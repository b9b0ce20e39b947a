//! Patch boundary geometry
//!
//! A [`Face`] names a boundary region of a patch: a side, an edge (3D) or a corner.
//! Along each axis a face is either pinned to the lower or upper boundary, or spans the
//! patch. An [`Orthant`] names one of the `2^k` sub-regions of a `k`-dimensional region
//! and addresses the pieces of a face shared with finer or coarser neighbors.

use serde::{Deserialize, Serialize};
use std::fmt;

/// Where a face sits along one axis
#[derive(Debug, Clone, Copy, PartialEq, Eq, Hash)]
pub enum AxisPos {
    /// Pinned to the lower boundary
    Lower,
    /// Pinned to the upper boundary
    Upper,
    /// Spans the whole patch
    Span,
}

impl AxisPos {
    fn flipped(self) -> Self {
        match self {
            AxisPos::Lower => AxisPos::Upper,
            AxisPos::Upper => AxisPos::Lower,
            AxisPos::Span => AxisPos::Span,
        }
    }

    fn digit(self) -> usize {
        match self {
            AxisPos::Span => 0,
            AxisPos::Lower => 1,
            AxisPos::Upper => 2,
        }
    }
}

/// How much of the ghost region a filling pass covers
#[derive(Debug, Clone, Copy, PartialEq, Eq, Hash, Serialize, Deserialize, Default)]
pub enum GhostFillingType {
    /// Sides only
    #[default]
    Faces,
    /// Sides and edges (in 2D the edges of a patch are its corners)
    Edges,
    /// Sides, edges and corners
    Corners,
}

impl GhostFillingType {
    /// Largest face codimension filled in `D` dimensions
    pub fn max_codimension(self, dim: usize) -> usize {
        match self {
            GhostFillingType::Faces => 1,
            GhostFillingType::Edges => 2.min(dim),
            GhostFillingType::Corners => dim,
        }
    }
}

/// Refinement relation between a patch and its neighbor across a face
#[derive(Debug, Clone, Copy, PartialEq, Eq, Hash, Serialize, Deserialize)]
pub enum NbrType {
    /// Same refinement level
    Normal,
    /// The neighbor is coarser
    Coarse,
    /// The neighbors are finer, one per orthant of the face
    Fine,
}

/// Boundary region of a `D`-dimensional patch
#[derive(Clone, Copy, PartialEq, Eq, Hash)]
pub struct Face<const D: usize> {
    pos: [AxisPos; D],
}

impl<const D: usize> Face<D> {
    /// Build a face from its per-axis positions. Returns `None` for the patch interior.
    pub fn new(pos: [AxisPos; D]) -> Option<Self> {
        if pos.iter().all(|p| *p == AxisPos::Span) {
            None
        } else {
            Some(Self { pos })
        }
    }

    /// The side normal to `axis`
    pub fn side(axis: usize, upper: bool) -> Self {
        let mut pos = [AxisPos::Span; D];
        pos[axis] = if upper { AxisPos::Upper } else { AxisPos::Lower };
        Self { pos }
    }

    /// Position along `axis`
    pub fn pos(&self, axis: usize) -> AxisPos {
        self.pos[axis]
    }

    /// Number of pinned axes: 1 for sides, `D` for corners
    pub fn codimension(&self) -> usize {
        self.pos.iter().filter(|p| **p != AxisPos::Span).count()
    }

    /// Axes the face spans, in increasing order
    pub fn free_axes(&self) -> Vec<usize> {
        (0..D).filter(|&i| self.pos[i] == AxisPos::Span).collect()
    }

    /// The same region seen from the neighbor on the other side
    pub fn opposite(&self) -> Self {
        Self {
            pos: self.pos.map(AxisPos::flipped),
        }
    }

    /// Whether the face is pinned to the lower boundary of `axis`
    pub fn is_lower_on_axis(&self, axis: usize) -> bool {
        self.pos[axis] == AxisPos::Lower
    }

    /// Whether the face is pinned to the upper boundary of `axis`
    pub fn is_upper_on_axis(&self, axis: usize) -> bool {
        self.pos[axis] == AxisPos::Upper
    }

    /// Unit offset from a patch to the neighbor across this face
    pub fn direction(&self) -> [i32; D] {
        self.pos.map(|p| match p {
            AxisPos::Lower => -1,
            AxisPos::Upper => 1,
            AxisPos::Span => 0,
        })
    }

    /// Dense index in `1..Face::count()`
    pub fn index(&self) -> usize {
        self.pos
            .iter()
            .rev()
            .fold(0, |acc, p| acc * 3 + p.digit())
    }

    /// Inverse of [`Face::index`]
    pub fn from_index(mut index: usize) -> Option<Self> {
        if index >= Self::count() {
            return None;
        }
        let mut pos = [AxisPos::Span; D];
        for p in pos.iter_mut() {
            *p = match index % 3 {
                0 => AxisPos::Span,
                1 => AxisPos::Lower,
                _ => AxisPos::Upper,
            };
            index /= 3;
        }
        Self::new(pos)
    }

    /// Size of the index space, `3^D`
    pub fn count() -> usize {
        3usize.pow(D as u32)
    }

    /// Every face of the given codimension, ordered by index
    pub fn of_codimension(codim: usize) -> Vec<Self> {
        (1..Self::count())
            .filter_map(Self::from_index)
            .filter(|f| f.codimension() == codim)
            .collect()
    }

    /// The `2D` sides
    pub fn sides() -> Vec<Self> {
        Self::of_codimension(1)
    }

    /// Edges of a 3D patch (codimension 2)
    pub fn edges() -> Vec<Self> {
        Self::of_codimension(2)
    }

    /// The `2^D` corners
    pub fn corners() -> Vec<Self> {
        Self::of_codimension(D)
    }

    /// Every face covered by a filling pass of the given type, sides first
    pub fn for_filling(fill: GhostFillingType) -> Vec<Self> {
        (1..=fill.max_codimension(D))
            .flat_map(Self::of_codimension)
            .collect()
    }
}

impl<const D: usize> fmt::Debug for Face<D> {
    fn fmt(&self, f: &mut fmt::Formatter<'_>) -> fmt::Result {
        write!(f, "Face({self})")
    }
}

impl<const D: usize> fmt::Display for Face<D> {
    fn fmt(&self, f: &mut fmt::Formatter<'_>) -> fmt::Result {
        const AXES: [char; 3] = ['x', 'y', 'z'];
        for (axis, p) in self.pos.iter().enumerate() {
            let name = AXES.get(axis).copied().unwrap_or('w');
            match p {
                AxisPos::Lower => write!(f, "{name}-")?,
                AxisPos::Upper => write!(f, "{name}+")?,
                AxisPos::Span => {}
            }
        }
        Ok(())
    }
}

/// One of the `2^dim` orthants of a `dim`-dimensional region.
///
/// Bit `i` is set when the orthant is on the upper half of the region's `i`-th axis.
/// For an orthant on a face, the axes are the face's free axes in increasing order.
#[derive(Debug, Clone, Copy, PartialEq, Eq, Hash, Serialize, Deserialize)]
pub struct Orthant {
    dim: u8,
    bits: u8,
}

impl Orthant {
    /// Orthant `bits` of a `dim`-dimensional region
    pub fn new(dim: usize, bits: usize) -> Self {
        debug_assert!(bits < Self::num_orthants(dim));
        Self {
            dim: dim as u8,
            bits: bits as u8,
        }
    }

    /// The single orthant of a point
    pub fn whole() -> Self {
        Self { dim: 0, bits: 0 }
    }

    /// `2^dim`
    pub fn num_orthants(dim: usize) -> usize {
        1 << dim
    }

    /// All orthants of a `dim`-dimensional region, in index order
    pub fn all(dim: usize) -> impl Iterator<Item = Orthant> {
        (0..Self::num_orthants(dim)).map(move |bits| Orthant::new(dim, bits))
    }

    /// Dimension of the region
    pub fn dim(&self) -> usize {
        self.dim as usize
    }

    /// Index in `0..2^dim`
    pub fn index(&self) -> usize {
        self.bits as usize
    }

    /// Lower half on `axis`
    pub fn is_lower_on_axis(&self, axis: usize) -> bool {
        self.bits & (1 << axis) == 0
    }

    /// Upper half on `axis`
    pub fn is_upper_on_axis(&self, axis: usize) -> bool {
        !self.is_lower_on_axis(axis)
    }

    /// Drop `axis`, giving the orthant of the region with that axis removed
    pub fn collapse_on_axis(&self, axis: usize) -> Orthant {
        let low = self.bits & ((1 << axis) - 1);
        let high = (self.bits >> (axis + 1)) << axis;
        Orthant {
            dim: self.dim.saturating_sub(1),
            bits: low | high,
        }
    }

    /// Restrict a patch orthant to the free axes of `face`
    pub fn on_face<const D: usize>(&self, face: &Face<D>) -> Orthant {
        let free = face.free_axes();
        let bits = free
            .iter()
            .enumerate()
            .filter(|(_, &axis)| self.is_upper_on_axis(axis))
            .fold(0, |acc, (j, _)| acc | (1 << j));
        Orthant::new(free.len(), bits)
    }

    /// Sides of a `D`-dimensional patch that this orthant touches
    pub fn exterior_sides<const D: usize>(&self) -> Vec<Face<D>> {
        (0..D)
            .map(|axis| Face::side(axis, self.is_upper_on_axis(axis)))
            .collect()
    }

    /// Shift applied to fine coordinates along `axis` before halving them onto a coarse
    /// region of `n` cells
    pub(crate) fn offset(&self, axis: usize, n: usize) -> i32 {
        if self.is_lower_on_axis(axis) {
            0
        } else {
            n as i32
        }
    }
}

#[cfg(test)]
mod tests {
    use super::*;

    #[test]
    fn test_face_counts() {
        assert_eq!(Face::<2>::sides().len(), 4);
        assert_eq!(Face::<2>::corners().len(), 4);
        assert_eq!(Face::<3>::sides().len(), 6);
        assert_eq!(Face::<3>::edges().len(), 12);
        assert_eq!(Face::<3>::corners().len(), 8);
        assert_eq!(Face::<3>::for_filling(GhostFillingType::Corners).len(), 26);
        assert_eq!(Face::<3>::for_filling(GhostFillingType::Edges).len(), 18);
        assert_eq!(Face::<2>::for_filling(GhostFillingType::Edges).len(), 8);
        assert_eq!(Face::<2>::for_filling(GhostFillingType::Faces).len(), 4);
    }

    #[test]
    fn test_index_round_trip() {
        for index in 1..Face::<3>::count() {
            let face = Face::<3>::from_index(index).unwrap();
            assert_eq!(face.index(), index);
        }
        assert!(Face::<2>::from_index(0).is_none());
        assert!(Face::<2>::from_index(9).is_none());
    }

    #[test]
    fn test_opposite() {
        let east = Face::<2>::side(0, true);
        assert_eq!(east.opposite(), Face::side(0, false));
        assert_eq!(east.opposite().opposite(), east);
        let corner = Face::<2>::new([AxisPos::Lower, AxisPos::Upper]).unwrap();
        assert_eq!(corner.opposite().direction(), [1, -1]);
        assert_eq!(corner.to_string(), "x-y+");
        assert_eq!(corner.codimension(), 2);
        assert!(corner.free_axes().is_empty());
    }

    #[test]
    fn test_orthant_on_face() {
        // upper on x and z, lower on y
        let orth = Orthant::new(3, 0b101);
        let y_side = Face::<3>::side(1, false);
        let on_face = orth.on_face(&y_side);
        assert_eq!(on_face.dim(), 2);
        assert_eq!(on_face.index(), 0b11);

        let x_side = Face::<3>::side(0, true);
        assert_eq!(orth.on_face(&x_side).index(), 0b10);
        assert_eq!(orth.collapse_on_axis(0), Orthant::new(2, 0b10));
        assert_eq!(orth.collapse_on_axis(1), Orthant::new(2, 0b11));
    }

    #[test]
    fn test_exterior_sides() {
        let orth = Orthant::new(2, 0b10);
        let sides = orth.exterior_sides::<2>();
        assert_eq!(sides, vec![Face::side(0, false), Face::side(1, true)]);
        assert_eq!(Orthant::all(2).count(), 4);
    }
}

...

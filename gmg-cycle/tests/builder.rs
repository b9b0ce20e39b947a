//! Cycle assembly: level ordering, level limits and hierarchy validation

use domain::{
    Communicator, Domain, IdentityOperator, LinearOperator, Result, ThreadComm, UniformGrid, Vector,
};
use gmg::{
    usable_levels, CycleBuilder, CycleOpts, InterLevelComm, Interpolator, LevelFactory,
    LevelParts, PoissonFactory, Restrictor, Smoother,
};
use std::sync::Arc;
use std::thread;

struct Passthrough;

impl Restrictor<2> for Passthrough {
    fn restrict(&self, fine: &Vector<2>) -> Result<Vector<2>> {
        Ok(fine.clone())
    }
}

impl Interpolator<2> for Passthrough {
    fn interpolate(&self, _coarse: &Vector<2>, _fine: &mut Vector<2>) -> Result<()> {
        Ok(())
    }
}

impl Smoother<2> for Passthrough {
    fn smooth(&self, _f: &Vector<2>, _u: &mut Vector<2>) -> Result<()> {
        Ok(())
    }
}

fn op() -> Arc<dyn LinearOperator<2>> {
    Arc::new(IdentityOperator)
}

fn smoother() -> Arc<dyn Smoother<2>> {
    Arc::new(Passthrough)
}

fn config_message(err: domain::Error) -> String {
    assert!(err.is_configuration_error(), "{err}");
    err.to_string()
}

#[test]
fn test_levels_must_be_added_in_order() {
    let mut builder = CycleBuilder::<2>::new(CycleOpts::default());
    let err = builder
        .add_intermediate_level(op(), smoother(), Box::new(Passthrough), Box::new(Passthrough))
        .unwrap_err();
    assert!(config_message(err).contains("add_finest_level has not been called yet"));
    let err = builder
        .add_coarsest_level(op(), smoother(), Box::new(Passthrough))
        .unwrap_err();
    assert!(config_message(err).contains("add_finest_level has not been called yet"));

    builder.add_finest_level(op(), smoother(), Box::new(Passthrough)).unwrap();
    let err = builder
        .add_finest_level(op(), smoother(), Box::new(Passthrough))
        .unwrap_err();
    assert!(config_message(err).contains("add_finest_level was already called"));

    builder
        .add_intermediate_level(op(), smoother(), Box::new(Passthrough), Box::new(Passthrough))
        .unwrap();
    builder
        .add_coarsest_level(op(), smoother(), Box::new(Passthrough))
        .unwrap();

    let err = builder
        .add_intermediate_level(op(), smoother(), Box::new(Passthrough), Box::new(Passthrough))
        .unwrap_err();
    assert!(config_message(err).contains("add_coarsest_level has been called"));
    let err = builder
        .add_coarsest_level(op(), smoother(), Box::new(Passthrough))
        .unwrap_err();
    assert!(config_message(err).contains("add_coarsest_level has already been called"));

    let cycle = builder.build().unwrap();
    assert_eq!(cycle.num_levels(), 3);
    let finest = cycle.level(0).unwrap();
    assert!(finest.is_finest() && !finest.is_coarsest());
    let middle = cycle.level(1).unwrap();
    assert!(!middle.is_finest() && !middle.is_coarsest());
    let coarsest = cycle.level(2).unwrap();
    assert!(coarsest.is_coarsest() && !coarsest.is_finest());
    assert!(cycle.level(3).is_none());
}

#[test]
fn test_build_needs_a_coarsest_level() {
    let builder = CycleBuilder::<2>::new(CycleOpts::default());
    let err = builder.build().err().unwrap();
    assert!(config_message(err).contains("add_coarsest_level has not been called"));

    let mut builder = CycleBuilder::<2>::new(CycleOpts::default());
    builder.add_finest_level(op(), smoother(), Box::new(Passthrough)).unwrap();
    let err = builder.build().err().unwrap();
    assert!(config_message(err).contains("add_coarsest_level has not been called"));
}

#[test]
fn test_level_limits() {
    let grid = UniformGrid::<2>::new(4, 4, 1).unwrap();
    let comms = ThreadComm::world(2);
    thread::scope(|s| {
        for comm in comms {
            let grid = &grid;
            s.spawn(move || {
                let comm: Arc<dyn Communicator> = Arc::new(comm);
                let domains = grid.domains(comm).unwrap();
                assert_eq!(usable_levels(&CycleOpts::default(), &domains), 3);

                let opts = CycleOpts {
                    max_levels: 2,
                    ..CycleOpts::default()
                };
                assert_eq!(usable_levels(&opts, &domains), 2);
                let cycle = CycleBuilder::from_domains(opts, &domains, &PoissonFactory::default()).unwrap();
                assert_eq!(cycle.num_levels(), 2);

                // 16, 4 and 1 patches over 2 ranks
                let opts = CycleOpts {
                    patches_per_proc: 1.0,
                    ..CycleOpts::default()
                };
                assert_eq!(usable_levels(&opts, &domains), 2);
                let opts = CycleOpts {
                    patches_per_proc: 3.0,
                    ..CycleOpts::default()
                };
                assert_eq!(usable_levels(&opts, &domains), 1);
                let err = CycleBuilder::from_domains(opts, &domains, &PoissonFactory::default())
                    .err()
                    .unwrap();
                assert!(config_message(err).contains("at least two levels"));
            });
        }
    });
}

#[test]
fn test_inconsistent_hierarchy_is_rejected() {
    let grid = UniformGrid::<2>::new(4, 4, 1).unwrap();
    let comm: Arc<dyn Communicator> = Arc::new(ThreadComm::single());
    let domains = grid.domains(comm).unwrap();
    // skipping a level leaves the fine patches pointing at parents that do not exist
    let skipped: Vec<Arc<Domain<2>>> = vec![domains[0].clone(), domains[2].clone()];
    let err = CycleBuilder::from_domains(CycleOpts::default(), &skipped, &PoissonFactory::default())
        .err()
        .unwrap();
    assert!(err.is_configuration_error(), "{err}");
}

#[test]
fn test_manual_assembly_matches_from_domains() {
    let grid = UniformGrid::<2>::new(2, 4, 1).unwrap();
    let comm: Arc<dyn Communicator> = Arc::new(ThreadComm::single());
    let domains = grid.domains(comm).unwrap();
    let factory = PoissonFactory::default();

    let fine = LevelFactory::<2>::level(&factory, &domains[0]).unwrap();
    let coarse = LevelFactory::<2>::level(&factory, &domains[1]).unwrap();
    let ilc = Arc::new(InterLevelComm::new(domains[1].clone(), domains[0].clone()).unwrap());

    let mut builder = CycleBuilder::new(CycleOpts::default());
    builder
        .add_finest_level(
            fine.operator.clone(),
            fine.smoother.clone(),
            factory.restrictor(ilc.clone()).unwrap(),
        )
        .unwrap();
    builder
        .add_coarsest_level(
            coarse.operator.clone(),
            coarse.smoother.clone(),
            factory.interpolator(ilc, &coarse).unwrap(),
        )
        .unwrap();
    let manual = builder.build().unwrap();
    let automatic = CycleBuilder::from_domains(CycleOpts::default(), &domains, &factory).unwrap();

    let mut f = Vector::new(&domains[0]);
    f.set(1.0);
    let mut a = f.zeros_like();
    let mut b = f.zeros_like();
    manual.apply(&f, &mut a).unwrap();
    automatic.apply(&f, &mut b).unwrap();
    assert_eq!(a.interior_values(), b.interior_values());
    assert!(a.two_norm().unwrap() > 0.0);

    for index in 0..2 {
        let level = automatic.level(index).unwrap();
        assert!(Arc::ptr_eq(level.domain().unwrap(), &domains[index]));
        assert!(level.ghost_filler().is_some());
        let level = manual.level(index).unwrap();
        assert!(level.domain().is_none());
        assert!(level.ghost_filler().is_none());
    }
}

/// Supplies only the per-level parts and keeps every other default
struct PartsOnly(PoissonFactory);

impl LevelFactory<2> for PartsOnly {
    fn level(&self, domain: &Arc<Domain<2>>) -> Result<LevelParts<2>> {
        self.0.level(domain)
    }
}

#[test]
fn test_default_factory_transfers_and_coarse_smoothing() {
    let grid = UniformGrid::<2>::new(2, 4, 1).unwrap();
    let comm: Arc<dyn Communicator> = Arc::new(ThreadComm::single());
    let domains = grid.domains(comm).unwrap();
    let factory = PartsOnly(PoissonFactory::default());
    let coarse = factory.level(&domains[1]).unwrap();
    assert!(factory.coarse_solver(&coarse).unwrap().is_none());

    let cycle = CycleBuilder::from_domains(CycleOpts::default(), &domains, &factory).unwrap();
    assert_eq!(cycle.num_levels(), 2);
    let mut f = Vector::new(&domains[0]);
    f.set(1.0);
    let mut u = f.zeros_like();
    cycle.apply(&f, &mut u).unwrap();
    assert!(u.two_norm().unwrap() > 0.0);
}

* * *

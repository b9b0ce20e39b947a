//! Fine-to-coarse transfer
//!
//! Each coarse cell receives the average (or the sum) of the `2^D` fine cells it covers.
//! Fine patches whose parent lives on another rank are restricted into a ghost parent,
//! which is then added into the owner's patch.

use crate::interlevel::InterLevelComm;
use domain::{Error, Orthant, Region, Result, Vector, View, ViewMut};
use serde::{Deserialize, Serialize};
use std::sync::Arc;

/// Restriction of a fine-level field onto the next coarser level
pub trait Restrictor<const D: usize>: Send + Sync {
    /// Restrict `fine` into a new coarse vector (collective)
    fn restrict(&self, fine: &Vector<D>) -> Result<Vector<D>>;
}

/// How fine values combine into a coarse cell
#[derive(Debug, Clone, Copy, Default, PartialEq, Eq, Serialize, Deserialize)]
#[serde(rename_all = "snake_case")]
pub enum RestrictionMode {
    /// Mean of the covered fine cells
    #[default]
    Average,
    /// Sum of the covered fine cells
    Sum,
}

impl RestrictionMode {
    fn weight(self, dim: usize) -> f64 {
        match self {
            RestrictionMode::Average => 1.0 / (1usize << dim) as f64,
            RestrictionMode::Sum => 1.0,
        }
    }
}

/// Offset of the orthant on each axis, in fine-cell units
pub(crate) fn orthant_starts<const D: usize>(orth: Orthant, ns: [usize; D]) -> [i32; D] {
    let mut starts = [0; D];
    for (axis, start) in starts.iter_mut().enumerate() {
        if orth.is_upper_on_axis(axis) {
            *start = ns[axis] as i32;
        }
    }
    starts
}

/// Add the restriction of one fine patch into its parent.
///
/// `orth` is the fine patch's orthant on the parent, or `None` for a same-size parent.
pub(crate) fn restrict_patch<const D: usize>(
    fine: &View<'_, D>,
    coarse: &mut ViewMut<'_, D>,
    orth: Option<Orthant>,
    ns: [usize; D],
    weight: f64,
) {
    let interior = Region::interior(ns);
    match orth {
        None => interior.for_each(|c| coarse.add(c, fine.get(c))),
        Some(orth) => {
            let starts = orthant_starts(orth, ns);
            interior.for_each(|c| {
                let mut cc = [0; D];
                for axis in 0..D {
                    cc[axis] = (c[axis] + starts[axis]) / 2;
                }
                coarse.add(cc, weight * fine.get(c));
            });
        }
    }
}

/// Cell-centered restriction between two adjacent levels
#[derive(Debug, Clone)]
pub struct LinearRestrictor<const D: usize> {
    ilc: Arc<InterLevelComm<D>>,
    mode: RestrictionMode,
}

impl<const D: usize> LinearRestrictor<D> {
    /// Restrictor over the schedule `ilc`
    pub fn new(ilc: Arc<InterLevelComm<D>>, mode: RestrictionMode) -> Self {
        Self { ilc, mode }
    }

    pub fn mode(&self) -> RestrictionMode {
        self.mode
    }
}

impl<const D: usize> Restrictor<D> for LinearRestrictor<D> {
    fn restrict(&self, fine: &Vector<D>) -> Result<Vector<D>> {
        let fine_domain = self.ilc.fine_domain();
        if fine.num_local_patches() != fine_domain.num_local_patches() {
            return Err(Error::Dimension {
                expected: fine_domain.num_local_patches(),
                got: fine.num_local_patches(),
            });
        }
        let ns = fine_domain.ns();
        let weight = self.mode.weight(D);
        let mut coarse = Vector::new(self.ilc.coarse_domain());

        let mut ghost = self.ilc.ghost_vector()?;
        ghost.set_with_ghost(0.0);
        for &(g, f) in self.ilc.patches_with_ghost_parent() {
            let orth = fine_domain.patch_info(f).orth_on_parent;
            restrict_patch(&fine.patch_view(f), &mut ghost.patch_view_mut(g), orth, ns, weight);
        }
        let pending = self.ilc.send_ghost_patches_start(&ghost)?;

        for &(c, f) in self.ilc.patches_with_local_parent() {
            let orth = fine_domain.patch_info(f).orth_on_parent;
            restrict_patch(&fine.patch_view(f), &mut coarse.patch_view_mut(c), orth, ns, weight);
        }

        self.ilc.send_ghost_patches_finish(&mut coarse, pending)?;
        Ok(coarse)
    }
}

• Directions for this task
For the word "Copy", return every line of the records that holds it.

• Answer area
#[derive(Debug, Clone, Copy, PartialEq, Eq, Hash)]
#[derive(Debug, Clone, Copy, PartialEq, Eq, Hash, Serialize, Deserialize, Default)]
#[derive(Debug, Clone, Copy, PartialEq, Eq, Hash, Serialize, Deserialize)]
#[derive(Clone, Copy, PartialEq, Eq, Hash)]
#[derive(Debug, Clone, Copy, PartialEq, Eq, Hash, Serialize, Deserialize)]
#[derive(Debug, Clone, Copy, Default, PartialEq, Eq, Serialize, Deserialize)]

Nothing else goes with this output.